Sabine Auer
- Full name: Sabine Krein-Auer
- Country (sports): West Germany Germany
- Born: 2 October 1966 (age 58) Radolfzell, West Germany
- Retired: 1993
- Prize money: $53,958

Singles
- Career record: 70-79
- Career titles: 2 ITF
- Highest ranking: No. 125 (21 November 1988)

Grand Slam singles results
- Australian Open: 1R (1989)
- French Open: 1R (1988)

Doubles
- Career record: 16-18
- Career titles: 1 ITF
- Highest ranking: No. 342 (8 May 1989)

= Sabine Auer =

German tennis player

Sabine Krein-Auer (born 2 October 1966) is a German former professional tennis player. She played under her maiden name Sabine Auer.

==Biography==
Born in Radolfzell, Auer competed on the professional tour in the 1980 and 1990s, reaching a best singles ranking of 125 in the world.

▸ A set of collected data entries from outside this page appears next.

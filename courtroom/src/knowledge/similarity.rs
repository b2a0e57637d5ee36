//! Character-bigram cosine similarity.
//!
//! Good enough to rank short Korean case summaries without an embedding
//! model. Whitespace is ignored so spacing differences do not matter.

use std::collections::HashMap;

type Profile = HashMap<(char, char), u32>;

fn profile(text: &str) -> Profile {
    let chars: Vec<char> = text
        .chars()
        .filter(|c| !c.is_whitespace())
        .flat_map(char::to_lowercase)
        .collect();

    let mut counts = Profile::new();
    if chars.len() == 1 {
        // Single character: score it as a degenerate bigram.
        counts.insert((chars[0], chars[0]), 1);
        return counts;
    }
    for pair in chars.windows(2) {
        *counts.entry((pair[0], pair[1])).or_insert(0) += 1;
    }
    counts
}

/// Cosine similarity in `[0, 1]`. Empty input scores 0.
pub fn bigram_cosine(a: &str, b: &str) -> f64 {
    let pa = profile(a);
    let pb = profile(b);
    if pa.is_empty() || pb.is_empty() {
        return 0.0;
    }

    let dot: f64 = pa
        .iter()
        .filter_map(|(k, va)| pb.get(k).map(|vb| f64::from(*va) * f64::from(*vb)))
        .sum();
    let norm = |p: &Profile| p.values().map(|v| f64::from(*v).powi(2)).sum::<f64>().sqrt();
    (dot / (norm(&pa) * norm(&pb))).clamp(0.0, 1.0)
}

Auer's best performance on the WTA Tour was making the fourth round of the 1988 Lipton International Players Championships. Playing in the main draw as a qualifier, she defeated Iwona Kuczyńska, Amy Frazier and world number seven Hana Mandlíková, before being eliminated by Barbara Potter. In her upset win over Mandlíková she saved five match points in the second set.

She featured in the women's singles main draws at the 1988 French Open and 1989 Australian Open.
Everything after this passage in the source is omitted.